因此作为起始发酵种子的笃斯越橘发酵液，其中的乳酸菌及酵母菌的存在是抗氧化能力提高的关键，而醋酸菌的存在使得发酵风味得到改善。

2.4.4 抗氧化能力阳性对照结果

抗氧化能力阳性对照结果如表6。由表6可以看出，种子发酵液的抗氧化能力显著高于阳性对照组（p<0.01）。稀释10倍的种子发酵液的·OH清除率显著高于2 mg/mL Vc的·OH清除率（p<0.01），种子发酵液的总抗氧化能力显著高于0.25 mg/mL Trolox的总抗氧化能力（p<0.01）。

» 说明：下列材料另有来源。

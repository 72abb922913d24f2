pub mod embedding;
pub mod rerank;
pub mod retrieval;
pub mod search;

mod error;

pub use error::{Error, Result};
pub use rerank::{RankingFailure, Reranker};
pub use retrieval::{CandidateListing, SearchFilters, VectorRetriever};
pub use search::{RankedResult, SearchPhase, SearchRequest, SearchResponse};

use std::{future::Future, pin::Pin, sync::Arc};

use serde_json::Value;

use sift_config::{Config, EmbeddingProviderConfig, LlmProviderConfig};
use sift_domain::{cache::KeyValueCache, cancel::CancelToken};
use sift_providers::{chat, embedding as embedding_api};
use sift_storage::{
	db::Db,
	models::ListingMatch,
	queries::{self, NearestListingsQuery},
};

pub type BoxFuture<'a, T> = Pin<Box<dyn Future<Output = T> + Send + 'a>>;

pub trait EmbeddingProvider
where
	Self: Send + Sync,
{
	fn embed<'a>(
		&'a self,
		cfg: &'a EmbeddingProviderConfig,
		texts: &'a [String],
		cancel: &'a CancelToken,
	) -> BoxFuture<'a, sift_providers::Result<Vec<Vec<f32>>>>;
}

pub trait RankingProvider
where
	Self: Send + Sync,
{
	fn complete<'a>(
		&'a self,
		cfg: &'a LlmProviderConfig,
		messages: &'a [Value],
		cancel: &'a CancelToken,
	) -> BoxFuture<'a, sift_providers::Result<Value>>;
}

/// Nearest-neighbor access to indexed listings.
pub trait ListingStore
where
	Self: Send + Sync,
{
	fn nearest<'a>(
		&'a self,
		query: NearestListingsQuery<'a>,
	) -> BoxFuture<'a, sift_storage::Result<Vec<ListingMatch>>>;
}

#[derive(Clone)]
pub struct Providers {
	pub embedding: Arc<dyn EmbeddingProvider>,
	pub ranker: Arc<dyn RankingProvider>,
}
impl Providers {
	pub fn new(embedding: Arc<dyn EmbeddingProvider>, ranker: Arc<dyn RankingProvider>) -> Self {
		Self { embedding, ranker }
	}
}
impl Default for Providers {
	fn default() -> Self {
		let provider = Arc::new(DefaultProviders);

		Self { embedding: provider.clone(), ranker: provider }
	}
}

pub struct PgListingStore {
	pub db: Db,
}
impl ListingStore for PgListingStore {
	fn nearest<'a>(
		&'a self,
		query: NearestListingsQuery<'a>,
	) -> BoxFuture<'a, sift_storage::Result<Vec<ListingMatch>>> {
		Box::pin(async move { queries::nearest_listings(&self.db, &query).await })
	}
}

/// Process-wide search service. Both caches live as long as the service and are shared by
/// every concurrent request.
pub struct SiftService {
	pub cfg: Config,
	pub store: Arc<dyn ListingStore>,
	pub providers: Providers,
	embedding_cache: KeyValueCache<String, Arc<Vec<f32>>>,
	response_cache: KeyValueCache<String, Arc<SearchResponse>>,
}
impl SiftService {
	pub fn new(cfg: Config, db: Db) -> Result<Self> {
		Self::with_parts(cfg, Arc::new(PgListingStore { db }), Providers::default())
	}

	pub fn with_parts(
		cfg: Config,
		store: Arc<dyn ListingStore>,
		providers: Providers,
	) -> Result<Self> {
		let embedding_cache =
			KeyValueCache::new(cfg.cache.embedding.max_entries, cfg.cache.embedding.ttl_ms)?;
		let response_cache =
			KeyValueCache::new(cfg.cache.response.max_entries, cfg.cache.response.ttl_ms)?;

		Ok(Self { cfg, store, providers, embedding_cache, response_cache })
	}

	/// `(embedding entries, response entries)`.
	pub fn cache_sizes(&self) -> (usize, usize) {
		(self.embedding_cache.size(), self.response_cache.size())
	}

	pub fn clear_caches(&self) {
		self.embedding_cache.clear();
		self.response_cache.clear();
	}
}

struct DefaultProviders;
impl EmbeddingProvider for DefaultProviders {
	fn embed<'a>(
		&'a self,
		cfg: &'a EmbeddingProviderConfig,
		texts: &'a [String],
		cancel: &'a CancelToken,
	) -> BoxFuture<'a, sift_providers::Result<Vec<Vec<f32>>>> {
		Box::pin(embedding_api::embed(cfg, texts, cancel))
	}
}
impl RankingProvider for DefaultProviders {
	fn complete<'a>(
		&'a self,
		cfg: &'a LlmProviderConfig,
		messages: &'a [Value],
		cancel: &'a CancelToken,
	) -> BoxFuture<'a, sift_providers::Result<Value>> {
		Box::pin(chat::complete_json(cfg, messages, cancel))
	}
}
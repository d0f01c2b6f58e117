//! Control bytes and command selectors understood by the printer.

/// Escape, the prefix of most commands
pub const ESC: u8 = 0x1b;
/// Group separator, prefix of the barcode and inverse commands
pub const GS: u8 = 0x1d;
/// Device control 2, prefix of the density command
pub const DC2: u8 = 0x12;
/// Print the line buffer and feed one line
pub const LF: u8 = 0x0a;

pub const CMD_INITIALIZE: u8 = b'@'; // ESC @
pub const CMD_PRINT_SETTINGS: u8 = b'7'; // ESC 7 n1 n2 n3
pub const CMD_PRINT_DENSITY: u8 = b'#'; // DC2 # n
pub const CMD_JUSTIFY: u8 = b'a'; // ESC a n
pub const CMD_BOLD: u8 = b'E'; // ESC E n
pub const CMD_PRINT_MODE: u8 = b'!'; // ESC ! n
pub const CMD_UNDERLINE: u8 = b'-'; // ESC - n
pub const CMD_UPSIDE_DOWN: u8 = b'{'; // ESC { n
pub const CMD_INVERSE: u8 = b'B'; // GS B n
pub const CMD_HRI_POSITION: u8 = b'H'; // GS H n
pub const CMD_BARCODE_HEIGHT: u8 = b'h'; // GS h n
pub const CMD_BARCODE_WIDTH: u8 = b'w'; // GS w n
pub const CMD_BARCODE_PRINT: u8 = b'k'; // GS k m n d1..dn

pub const TOGGLE_OFF: u8 = 0x00;
pub const TOGGLE_ON: u8 = 0x01;

/// Heating time, unit 10us. Values below 3 leave blank pages.
pub const DEFAULT_HEAT_TIME: u8 = 80;
pub const MIN_HEAT_TIME: u8 = 3;
/// Heating interval, unit 10us
pub const DEFAULT_HEAT_INTERVAL: u8 = 2;
/// Max heating dots, 8 * (n + 1) dots
pub const DEFAULT_HEATING_DOTS: u8 = 7;
/// Density is 50% + 5% * n
pub const DEFAULT_PRINT_DENSITY: u8 = 15;
/// Break time is n * 250us
pub const DEFAULT_PRINT_BREAK_TIME: u8 = 15;
/// Both density operands share one byte, 4 bits each
pub const MAX_DENSITY_NIBBLE: u8 = 0x0f;

pub const DEFAULT_BAUD_RATE: u32 = 19200;
/// Pause after every byte, in milliseconds
pub const DEFAULT_BYTE_DELAY: u64 = 2;
/// Serial write timeout, in milliseconds
pub const DEFAULT_TIMEOUT: u64 = 3000;

pub const MIN_BARCODE_WIDTH: u8 = 2;
pub const MAX_BARCODE_WIDTH: u8 = 3;
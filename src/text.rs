use std::num::NonZeroUsize;

use crate::command::Toggle;
use crate::consts;

/// Horizontal alignment of printed lines
#[derive(Clone, Copy, Debug, PartialEq, Eq, Default)]
pub enum Justification {
    #[default]
    Left = 0x00,
    Center = 0x01,
    Right = 0x02,
}

impl Justification {
    /// Operand of `ESC a n`
    pub fn operand(self) -> u8 {
        self as u8
    }
}

/// Accepts the single letter codes `l`, `c` and `r` in either case.
/// Anything else is left aligned.
impl From<char> for Justification {
    fn from(code: char) -> Self {
        match code.to_ascii_uppercase() {
            'C' => Justification::Center,
            'R' => Justification::Right,
            _ => Justification::Left,
        }
    }
}

impl From<&str> for Justification {
    fn from(code: &str) -> Self {
        let mut chars = code.chars();
        match (chars.next(), chars.next()) {
            (Some(c), None) => Justification::from(c),
            _ => Justification::Left,
        }
    }
}

/// Style applied to a whole `print_text` call
#[derive(Clone, Copy, Debug, PartialEq, Eq, Default)]
pub enum Style {
    #[default]
    Normal,
    Bold,
    Underline,
    Inverse,
    FontB,
}

impl Style {
    /// The device toggle behind this style, `None` for normal text
    pub fn toggle(self) -> Option<Toggle> {
        match self {
            Style::Normal => None,
            Style::Bold => Some(Toggle::Bold),
            Style::Underline => Some(Toggle::Underline),
            Style::Inverse => Some(Toggle::Inverse),
            Style::FontB => Some(Toggle::FontB),
        }
    }
}

/// Single letter codes: `n`ormal, `b`old, `u`nderline, `i`nverse (`r` for
/// reverse works too) and `f`ont B. Unknown codes print normal text.
impl From<char> for Style {
    fn from(code: char) -> Self {
        match code {
            'b' => Style::Bold,
            'u' => Style::Underline,
            'i' | 'r' => Style::Inverse,
            'f' => Style::FontB,
            _ => Style::Normal,
        }
    }
}

impl From<&str> for Style {
    fn from(code: &str) -> Self {
        let mut chars = code.chars();
        match (chars.next(), chars.next()) {
            (Some(c), None) => Style::from(c),
            _ => Style::Normal,
        }
    }
}

/// Inserts a line feed after every `width + 1` bytes of `msg`. The extra
/// byte is usually the space between two words, which then trails the
/// printed line. The last piece is not followed by a line feed. Existing
/// line feeds and multi-byte characters are not taken into account.
pub fn wrap(msg: &[u8], width: NonZeroUsize) -> Vec<u8> {
    let stride = width.get().saturating_add(1);
    let mut out = Vec::with_capacity(msg.len() + msg.len() / stride);
    for (i, chunk) in msg.chunks(stride).enumerate() {
        if i > 0 {
            out.push(consts::LF);
        }
        out.extend_from_slice(chunk);
    }
    out
}

#[cfg(test)]
mod tests {
    use super::*;

    fn width(n: usize) -> NonZeroUsize {
        NonZeroUsize::new(n).unwrap()
    }

    #[test]
    fn justification_codes() {
        for (code, expected) in [
            ("l", Justification::Left),
            ("L", Justification::Left),
            ("c", Justification::Center),
            ("C", Justification::Center),
            ("r", Justification::Right),
            ("R", Justification::Right),
            ("x", Justification::Left),
            ("", Justification::Left),
            ("ct", Justification::Left),
        ] {
            assert_eq!(Justification::from(code), expected, "code {:?}", code);
        }
        assert_eq!(Justification::Right.operand(), 2);
    }

    #[test]
    fn style_codes() {
        assert_eq!(Style::from('b'), Style::Bold);
        assert_eq!(Style::from("u"), Style::Underline);
        assert_eq!(Style::from("i"), Style::Inverse);
        assert_eq!(Style::from("r"), Style::Inverse);
        assert_eq!(Style::from("f"), Style::FontB);
        assert_eq!(Style::from("n"), Style::Normal);
        assert_eq!(Style::from("z"), Style::Normal);
        assert_eq!(Style::Normal.toggle(), None);
        assert_eq!(Style::Bold.toggle(), Some(Toggle::Bold));
    }

    #[test]
    fn wrap_tests() {
        assert_eq!(wrap(b"hello world", width(5)), b"hello \nworld".to_vec());
        assert_eq!(wrap(b"hello world!", width(5)), b"hello \nworld!".to_vec());
        assert_eq!(wrap(b"one two three", width(3)), b"one \ntwo \nthre\ne".to_vec());
        assert_eq!(wrap(b"abc", width(5)), b"abc".to_vec());
        assert_eq!(wrap(b"", width(5)), Vec::<u8>::new());
        assert_eq!(wrap(b"abcdef", width(usize::MAX)), b"abcdef".to_vec());
        // existing line feeds are just bytes
        assert_eq!(wrap(b"ab\ncdef", width(2)), b"ab\n\ncde\nf".to_vec());
    }
}
use std::fmt;
use std::time::Duration;

use encoding::all::UTF_8;
use encoding::types::{EncoderTrap, EncodingRef};

use crate::consts::*;
use crate::printer::Error;

/// Construction time settings of a [`crate::printer::Printer`].
///
/// The heating values end up in the `ESC 7` command sent on startup:
///
/// * `heating_dots` - 0-255 max printing dots, unit 8 dots, default 7 (64 dots).
///   More dots draw more peak current but print faster.
/// * `heat_time` - 3-255, unit 10us, default 80 (800us). Longer is darker
///   but slower, too short leaves the page blank.
/// * `heat_interval` - 0-255, unit 10us, default 2 (20us). Longer is
///   clearer but slower.
///
/// `print_density` and `print_break_time` are packed into the `DC2 #`
/// operand. The defaults work well and changing them can make images print
/// as random text.
#[derive(Clone)]
pub struct PrinterConfig {
    pub baud_rate: u32,
    pub heat_time: u8,
    pub heat_interval: u8,
    pub heating_dots: u8,
    pub print_density: u8,
    pub print_break_time: u8,
    /// Pause after every byte. The printer UART drops bytes sent back to
    /// back on the slower boards.
    pub byte_delay: Duration,
    /// Serial write timeout
    pub timeout: Duration,
    pub codec: EncodingRef,
    pub trap: EncoderTrap,
}

impl Default for PrinterConfig {
    fn default() -> Self {
        PrinterConfig {
            baud_rate: DEFAULT_BAUD_RATE,
            heat_time: DEFAULT_HEAT_TIME,
            heat_interval: DEFAULT_HEAT_INTERVAL,
            heating_dots: DEFAULT_HEATING_DOTS,
            print_density: DEFAULT_PRINT_DENSITY,
            print_break_time: DEFAULT_PRINT_BREAK_TIME,
            byte_delay: Duration::from_millis(DEFAULT_BYTE_DELAY),
            timeout: Duration::from_millis(DEFAULT_TIMEOUT),
            codec: UTF_8 as EncodingRef,
            trap: EncoderTrap::Replace,
        }
    }
}

impl fmt::Debug for PrinterConfig {
    fn fmt(&self, f: &mut fmt::Formatter<'_>) -> fmt::Result {
        f.debug_struct("PrinterConfig")
            .field("baud_rate", &self.baud_rate)
            .field("heat_time", &self.heat_time)
            .field("heat_interval", &self.heat_interval)
            .field("heating_dots", &self.heating_dots)
            .field("print_density", &self.print_density)
            .field("print_break_time", &self.print_break_time)
            .field("byte_delay", &self.byte_delay)
            .field("timeout", &self.timeout)
            .field("codec", &self.codec.name())
            .finish()
    }
}

impl PrinterConfig {
    pub fn baud_rate(mut self, baud_rate: u32) -> Self {
        self.baud_rate = baud_rate;
        self
    }

    pub fn heat_time(mut self, heat_time: u8) -> Self {
        self.heat_time = heat_time;
        self
    }

    pub fn heat_interval(mut self, heat_interval: u8) -> Self {
        self.heat_interval = heat_interval;
        self
    }

    pub fn heating_dots(mut self, heating_dots: u8) -> Self {
        self.heating_dots = heating_dots;
        self
    }

    pub fn print_density(mut self, density: u8, break_time: u8) -> Self {
        self.print_density = density;
        self.print_break_time = break_time;
        self
    }

    pub fn byte_delay(mut self, delay: Duration) -> Self {
        self.byte_delay = delay;
        self
    }

    pub fn timeout(mut self, timeout: Duration) -> Self {
        self.timeout = timeout;
        self
    }

    pub fn codec(mut self, codec: EncodingRef, trap: EncoderTrap) -> Self {
        self.codec = codec;
        self.trap = trap;
        self
    }

    pub fn validate(&self) -> Result<(), Error> {
        if self.heat_time < MIN_HEAT_TIME {
            return Err(Error::HeatTimeOutOfRange(self.heat_time));
        }
        if self.print_density > MAX_DENSITY_NIBBLE {
            return Err(Error::DensityOutOfRange(self.print_density));
        }
        if self.print_break_time > MAX_DENSITY_NIBBLE {
            return Err(Error::BreakTimeOutOfRange(self.print_break_time));
        }
        Ok(())
    }
}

表6 抗氧化能力阳性对照结果Table 6 Results of positive control for antioxidant capacity

3 结论

本文首先探究了笃斯越橘恒温自然发酵液的微生物组成，其中主要微生物有乳酸菌、酵母菌、醋酸菌及霉菌；为了进一步确定发酵液中的微生物区系，使用平板分离技术对发酵液中的微生物进行分离与纯化，对分离菌株进行形态学鉴定及生理生化鉴定，得出菌株A1、A2为乳酸菌，其中菌株A1为乳杆菌属，菌株A2为链球菌属；菌株B1为酵母菌，菌株B1为克鲁维酵母属。笃斯越橘恒温自然发酵液是一个混合菌系，将其作为起始发酵种子接种于已灭菌的笃斯越橘人工发酵基质进行发酵，探究其基本成分、活性成分及抗氧化能力随发酵时间的变化，试验结果表明，总酚及黄酮含量对比发酵前分别提高了 38.10%、5.69%，花色苷及原花青素含量对比发酵前分别降低了30.22%、31.26%，·OH清除率及总抗氧化能力对比发酵前分别提高了3.74%、39.22%。种子发酵液的抗氧化能力显著高于阳性对照组（p<0.01）。种子发酵液的·OH清除率显著高于程勇杰[31]等人所研究的蓝莓酵素产品（p<0.01）。种子发酵终产物的乙醇含量为0.98%，为低醇发酵物。